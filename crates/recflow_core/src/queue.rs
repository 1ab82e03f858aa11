//! Execution substrates for operation handles.

use crate::handle::OperationHandle;
use std::sync::Arc;
use tracing::debug;

/// Runs submitted operations.
///
/// Implementations decide where `start()` executes; the remote callbacks
/// then fire wherever the remote operation delivers them.
pub trait OperationQueue: Send + Sync + 'static {
    /// Hands an operation to the substrate.
    fn submit(&self, operation: Arc<OperationHandle>);
}

/// Starts operations on the submitting thread.
#[derive(Debug, Default, Clone, Copy)]
pub struct InlineQueue;

impl InlineQueue {
    /// Creates an inline queue.
    pub fn new() -> Self {
        Self
    }
}

impl OperationQueue for InlineQueue {
    fn submit(&self, operation: Arc<OperationHandle>) {
        operation.start();
    }
}

/// Starts operations on a tokio runtime's blocking pool.
#[derive(Debug, Clone)]
pub struct TokioQueue {
    runtime: tokio::runtime::Handle,
}

impl TokioQueue {
    /// Creates a queue on the given runtime.
    pub fn new(runtime: tokio::runtime::Handle) -> Self {
        Self { runtime }
    }

    /// Creates a queue on the runtime the caller is running in.
    ///
    /// Returns `None` outside a tokio runtime.
    pub fn current() -> Option<Self> {
        tokio::runtime::Handle::try_current().ok().map(Self::new)
    }
}

impl OperationQueue for TokioQueue {
    fn submit(&self, operation: Arc<OperationHandle>) {
        debug!(id = operation.id(), "submitting to blocking pool");
        self.runtime.spawn_blocking(move || {
            operation.start();
        });
    }
}

#[cfg(test)]
mod tests {
    use super::*;
    use crate::handle::OperationState;
    use crate::remote::ScriptedOperation;
    use std::sync::mpsc;
    use std::time::Duration;

    #[test]
    fn inline_queue_starts_immediately() {
        let handle = OperationHandle::new("inline");
        let remote = ScriptedOperation::new(|_| {});
        handle.attach(remote.clone());

        InlineQueue::new().submit(Arc::clone(&handle));
        assert!(remote.was_started());
        assert_eq!(handle.state(), OperationState::Started);
    }

    #[test]
    fn tokio_queue_starts_on_blocking_pool() {
        let runtime = tokio::runtime::Runtime::new().unwrap();
        let queue = TokioQueue::new(runtime.handle().clone());

        let (tx, rx) = mpsc::channel();
        let handle = OperationHandle::new("pooled");
        handle.attach(ScriptedOperation::new(move |_| {
            tx.send(std::thread::current().id()).unwrap();
        }));

        queue.submit(handle);
        let thread = rx.recv_timeout(Duration::from_secs(5)).unwrap();
        assert_ne!(thread, std::thread::current().id());
    }

    #[test]
    fn current_outside_runtime() {
        assert!(TokioQueue::current().is_none());
    }
}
──────
**Assignment:** Show every line above in which the word "move" occurs.

**Written solution:**
        self.runtime.spawn_blocking(move || {
        handle.attach(ScriptedOperation::new(move |_| {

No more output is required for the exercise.